Morales promised to hold a referendum on their autonomy demands, and said he would quickly resolve a dispute over development of El Mutun, a rich iron mining project near the border with Brazil that would create some 2,000 jobs in the Santa Cruz area. Public bidding for the project had been postponed, angering regional leaders, after Morales and the outgoing government jointly agreed to take more time to learn the details.

"He promised more than what we asked for," said Gabriel Dabdoub, the president of the region's powerful chamber of commerce. "Let's now hope he will fulfill his promises."

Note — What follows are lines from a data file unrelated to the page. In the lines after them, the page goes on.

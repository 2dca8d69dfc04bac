//! Confirmation bus
//!
//! The bus turns an ambiguous policy decision into a human-in-the-loop
//! round trip:
//! - **Pub/sub**: typed subscribers keyed by `MessageType`, synchronous
//!   fan-out to a snapshot of current subscribers
//! - **Correlation protocol**: each AskUser invocation suspends on its own
//!   oneshot waiter keyed by a fresh correlation ID
//! - **Fail-safe default**: a pending confirmation that receives no
//!   matching response within 5 minutes resolves to deny
//!
//! Any number of confirmations may be pending at once; each has its own
//! waiter and timer, and they may resolve in any order.

use std::collections::HashMap;
use std::sync::atomic::{AtomicU64, Ordering};
use std::sync::{Arc, Mutex, Weak};
use std::time::Duration;

use serde_json::Value;
use tokio::sync::oneshot;
use uuid::Uuid;

use crate::core::error::{GateError, GateResult};
use crate::core::tool_call::ToolCall;
use crate::policy::engine::PolicyEngine;
use crate::policy::rule::PolicyDecision;

use super::messages::{
    BusMessage, ConfirmationOutcome, ConfirmationRequest, ConfirmationResponse, MessageType,
    PolicyRejection,
};

/// How long a published confirmation request waits for a response
pub const CONFIRMATION_TIMEOUT: Duration = Duration::from_secs(5 * 60);

/// Reason attached to rejections on the plain policy-deny path
pub const POLICY_DENIED_REASON: &str = "Policy denied execution";

type Handler = Arc<dyn Fn(&BusMessage) + Send + Sync>;

struct BusInner {
    engine: PolicyEngine,
    subscribers: Mutex<HashMap<MessageType, Vec<(u64, Handler)>>>,
    /// The only mutable shared state of the protocol: correlation ID to
    /// one-shot resolver. Insertion happens before the request is
    /// published; removal happens exactly once on first of matching
    /// response or timeout.
    pending: Mutex<HashMap<Uuid, oneshot::Sender<ConfirmationOutcome>>>,
    next_subscriber_id: AtomicU64,
    debug: bool,
}

/// Handle returned by `subscribe`; detaches the handler on demand
///
/// `unsubscribe` is idempotent. Dropping the handle without calling it
/// leaves the handler installed for the lifetime of the bus.
pub struct Subscription {
    inner: Weak<BusInner>,
    message_type: MessageType,
    id: u64,
}

impl Subscription {
    /// Remove the handler from the bus; calling again is a no-op
    pub fn unsubscribe(&self) {
        let Some(inner) = self.inner.upgrade() else {
            return;
        };
        let mut subscribers = inner.subscribers.lock().unwrap();
        if let Some(handlers) = subscribers.get_mut(&self.message_type) {
            handlers.retain(|(id, _)| *id != self.id);
        }
    }
}

/// Authorization gate combining policy evaluation with a confirmation
/// round trip
///
/// Cheap to clone; clones share subscribers and pending waiters.
#[derive(Clone)]
pub struct ConfirmationBus {
    inner: Arc<BusInner>,
}

impl ConfirmationBus {
    /// Create a bus backed by a policy engine
    pub fn new(engine: PolicyEngine) -> Self {
        Self::with_debug(engine, false)
    }

    /// Create a bus, optionally mirroring every published message to the
    /// diagnostic log
    pub fn with_debug(engine: PolicyEngine, debug: bool) -> Self {
        Self {
            inner: Arc::new(BusInner {
                engine,
                subscribers: Mutex::new(HashMap::new()),
                pending: Mutex::new(HashMap::new()),
                next_subscriber_id: AtomicU64::new(0),
                debug,
            }),
        }
    }

    // ------------------------------------------------------------------
    // Pub/sub surface
    // ------------------------------------------------------------------

    /// Register a handler for one message type
    pub fn subscribe<F>(&self, message_type: MessageType, handler: F) -> Subscription
    where
        F: Fn(&BusMessage) + Send + Sync + 'static,
    {
        let id = self.inner.next_subscriber_id.fetch_add(1, Ordering::Relaxed);
        self.inner
            .subscribers
            .lock()
            .unwrap()
            .entry(message_type)
            .or_default()
            .push((id, Arc::new(handler)));

        Subscription {
            inner: Arc::downgrade(&self.inner),
            message_type,
            id,
        }
    }

    /// Deliver a message to every current subscriber of its type
    ///
    /// Fan-out completes before this returns. The subscriber list is
    /// snapshotted under the lock and invoked outside it, so a handler may
    /// itself subscribe or publish without deadlocking.
    pub fn publish(&self, message: BusMessage) {
        if self.inner.debug {
            tracing::debug!(target: "toolgate::bus", ?message, "publishing");
        }

        let handlers: Vec<Handler> = {
            let subscribers = self.inner.subscribers.lock().unwrap();
            subscribers
                .get(&message.message_type())
                .map(|entries| entries.iter().map(|(_, h)| h.clone()).collect())
                .unwrap_or_default()
        };

        for handler in handlers {
            handler(&message);
        }
    }

    /// Number of handlers currently registered for a message type
    pub fn listener_count(&self, message_type: MessageType) -> usize {
        self.inner
            .subscribers
            .lock()
            .unwrap()
            .get(&message_type)
            .map(|entries| entries.len())
            .unwrap_or(0)
    }

    /// Drop every subscription (teardown)
    pub fn remove_all_listeners(&self) {
        self.inner.subscribers.lock().unwrap().clear();
    }

    /// Number of confirmations currently awaiting a response
    pub fn pending_confirmations(&self) -> usize {
        self.inner.pending.lock().unwrap().len()
    }

    // ------------------------------------------------------------------
    // Confirmation protocol
    // ------------------------------------------------------------------

    /// Authorize one tool invocation
    ///
    /// Resolves `true` (execute) or `false` (refuse). Allowed calls publish
    /// nothing; every refused call publishes a `PolicyRejection` carrying a
    /// human-readable reason. AskUser calls publish a
    /// `ConfirmationRequest` and suspend until `respond_to_confirmation`
    /// supplies a matching correlation ID, or 5 minutes pass (silence is
    /// denial).
    ///
    /// The one raised error is a tool call with an empty name.
    pub async fn request_confirmation(
        &self,
        tool_call: &ToolCall,
        server_name: Option<&str>,
    ) -> GateResult<bool> {
        if tool_call.name.is_empty() {
            return Err(GateError::MissingToolName);
        }

        // Anti-spoofing gate: a namespaced tool may not claim a server
        // other than the one that actually supplied it. Checked before
        // policy so no Allow rule can override it.
        if let (Some(claimed), Some(supplied)) = (tool_call.claimed_server(), server_name) {
            if claimed != supplied {
                let reason = format!(
                    "Tool `{}` claims server `{}` but was supplied by server `{}`",
                    tool_call.name, claimed, supplied
                );
                tracing::warn!(tool = %tool_call.name, claimed, supplied, "server spoofing detected");
                self.reject(tool_call, Uuid::new_v4(), reason, server_name);
                return Ok(false);
            }
        }

        match self
            .inner
            .engine
            .evaluate(&tool_call.name, &tool_call.args, server_name)
        {
            PolicyDecision::Allow => Ok(true),
            PolicyDecision::Deny => {
                self.reject(
                    tool_call,
                    Uuid::new_v4(),
                    POLICY_DENIED_REASON.to_string(),
                    server_name,
                );
                Ok(false)
            }
            PolicyDecision::AskUser => self.await_confirmation(tool_call, server_name).await,
        }
    }

    /// Resolve a pending confirmation by correlation ID
    ///
    /// Always publishes a `ConfirmationResponse` for observers. Only a
    /// currently registered waiter is resolved; unknown or already-resolved
    /// correlation IDs make this a published-but-ignored no-op, so stale or
    /// duplicate UI responses are harmless.
    pub fn respond_to_confirmation(
        &self,
        correlation_id: Uuid,
        outcome: ConfirmationOutcome,
        payload: Option<Value>,
        requires_user_confirmation: Option<bool>,
    ) {
        self.publish(BusMessage::ConfirmationResponse(ConfirmationResponse {
            correlation_id,
            outcome,
            confirmed: outcome.confirmed(),
            requires_user_confirmation,
            payload,
        }));

        let waiter = self.inner.pending.lock().unwrap().remove(&correlation_id);
        match waiter {
            Some(tx) => {
                if tx.send(outcome).is_err() {
                    // Waiter raced its timeout between removal and send
                    tracing::debug!(%correlation_id, "confirmation waiter already gone");
                }
            }
            None => {
                tracing::debug!(%correlation_id, "response for unknown or resolved confirmation");
            }
        }
    }

    /// AskUser branch: publish a request and suspend until response or
    /// timeout
    async fn await_confirmation(
        &self,
        tool_call: &ToolCall,
        server_name: Option<&str>,
    ) -> GateResult<bool> {
        let correlation_id = Uuid::new_v4();
        let (tx, mut rx) = oneshot::channel();

        // Register before publishing so a subscriber responding from
        // inside its handler still finds the waiter.
        self.inner
            .pending
            .lock()
            .unwrap()
            .insert(correlation_id, tx);

        self.publish(BusMessage::ConfirmationRequest(ConfirmationRequest {
            correlation_id,
            tool_call: tool_call.clone(),
            server_name: server_name.map(str::to_string),
        }));
        tracing::info!(tool = %tool_call.name, %correlation_id, "awaiting user confirmation");

        let outcome = match tokio::time::timeout(CONFIRMATION_TIMEOUT, &mut rx).await {
            Ok(Ok(outcome)) => Some(outcome),
            // Resolver dropped without answering (bus torn down)
            Ok(Err(_)) => None,
            Err(_elapsed) => {
                self.inner.pending.lock().unwrap().remove(&correlation_id);
                // A response may have claimed the waiter just before the
                // timer fired; honor it if its outcome is already buffered.
                rx.try_recv().ok()
            }
        };

        match outcome {
            Some(outcome) if outcome.confirmed() => Ok(true),
            Some(_) => {
                self.reject(
                    tool_call,
                    correlation_id,
                    "User cancelled execution".to_string(),
                    server_name,
                );
                Ok(false)
            }
            None => {
                tracing::warn!(tool = %tool_call.name, %correlation_id, "confirmation timed out");
                self.reject(
                    tool_call,
                    correlation_id,
                    "Confirmation request timed out".to_string(),
                    server_name,
                );
                Ok(false)
            }
        }
    }

    fn reject(
        &self,
        tool_call: &ToolCall,
        correlation_id: Uuid,
        reason: String,
        server_name: Option<&str>,
    ) {
        self.publish(BusMessage::PolicyRejection(PolicyRejection {
            tool_call: tool_call.clone(),
            correlation_id,
            reason,
            server_name: server_name.map(str::to_string),
        }));
    }
}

Morales came to the meeting with Vice President-elect Alvaro Garcia Linera, a mathematician and university professor who has been a key adviser. Garcia served a five-year prison sentence until 1997 after being convicted of participating in failed guerrilla group. He also taught sociology in La Paz and had a political commentary television program.

Morales cemented his own image as a radical as one of the leaders of street protests that toppled two Bolivian presidents and forced the government to cancel plans to export natural gas and supply privatized water to El Alto, a poor neighbor of La Paz. But he and Garcia adopted a conciliatory tone Tuesday night.

"I do not have a professional education, but it is important that we cooperate," added Morales, who left school after the 11th grade. "You have the professional capacity, I have the social consciousness." While the audience clearly included a number of invited and enthusiastic Morales supporters, many civic leaders applauded openly as well.

"I think Mr. Morales' stance is coherent and I am satisfied," said Juan Abuawad, president of the Forestal Chamber, which represents Bolivian timber companies. On Tuesday, Morales said he will cut his salary and those of the members of congress by half to create a fund that will be used to help finance health and education programs.

"We have decided to cut the president's salary to 14,000 or 15,000 bolivianos (US$1,675 or US$1,750; Ђ1,406 or Ђ1,469) a month because we all have to share the situation of our country," he told reporters, reports the AP. I.L.